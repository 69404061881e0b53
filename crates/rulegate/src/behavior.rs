//! Host-facing hook for a validation lifecycle.
//!
//! The host owns one [`ConditionalValidation`], calls
//! [`setup`](ConditionalValidation::setup) for each record type at startup,
//! and [`before_validate`](ConditionalValidation::before_validate) right
//! before running its validators. Only the returned rules should be run.

use serde_json::Value;

use crate::error::PruneError;
use crate::prune::{PruneReport, prune, prune_report};
use crate::rules::RuleSet;
use crate::settings::{Settings, SettingsOverride, SettingsRegistry};

/// Conditional-validation hook bound to a settings registry.
///
/// # Examples
///
/// ```
/// use rulegate::behavior::ConditionalValidation;
/// use rulegate::rules::RuleSet;
/// use rulegate::settings::SettingsOverride;
/// use serde_json::json;
///
/// let mut hook = ConditionalValidation::new();
/// hook.setup("Upload", SettingsOverride::condition_key("when"));
///
/// let rules: RuleSet = serde_json::from_value(json!({
///     "file": {"size": {"rule": "maxSize", "when": ["type", "file"]}}
/// }))
/// .unwrap();
///
/// let active = hook.before_validate("Upload", &rules, &json!({"type": "url"})).unwrap();
/// assert!(!active.contains_rule("file", "size"));
/// ```
#[derive(Debug, Clone, Default)]
pub struct ConditionalValidation {
    registry: SettingsRegistry,
}

impl ConditionalValidation {
    /// Creates a hook with an empty registry.
    pub fn new() -> Self {
        Self::default()
    }

    /// Creates a hook over an existing registry.
    pub fn with_registry(registry: SettingsRegistry) -> Self {
        Self { registry }
    }

    /// Configures `record_type`; see [`SettingsRegistry::configure`].
    pub fn setup(&mut self, record_type: impl Into<String>, options: SettingsOverride) -> &Settings {
        self.registry.configure(record_type, options)
    }

    /// Effective settings of `record_type`.
    pub fn settings(&self, record_type: &str) -> &Settings {
        self.registry.get(record_type)
    }

    /// The underlying registry.
    pub fn registry(&self) -> &SettingsRegistry {
        &self.registry
    }

    /// Rules of `rule_set` that should run for `record`.
    pub fn before_validate(
        &self,
        record_type: &str,
        rule_set: &RuleSet,
        record: &Value,
    ) -> Result<RuleSet, PruneError> {
        let _span = tracing::debug_span!("before_validate", record_type).entered();
        prune(rule_set, record, self.settings(record_type))
    }

    /// Like [`before_validate`](Self::before_validate), also listing removed rules.
    pub fn before_validate_report(
        &self,
        record_type: &str,
        rule_set: &RuleSet,
        record: &Value,
    ) -> Result<PruneReport, PruneError> {
        let _span = tracing::debug_span!("before_validate", record_type).entered();
        prune_report(rule_set, record, self.settings(record_type))
    }
}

■ **Exercise**: Report each line of the entries where the word "RuleSet" occurs.

■ **Output for this exercise**:
use crate::rules::RuleSet;
/// use rulegate::rules::RuleSet;
/// let rules: RuleSet = serde_json::from_value(json!({
        rule_set: &RuleSet,
    ) -> Result<RuleSet, PruneError> {
        rule_set: &RuleSet,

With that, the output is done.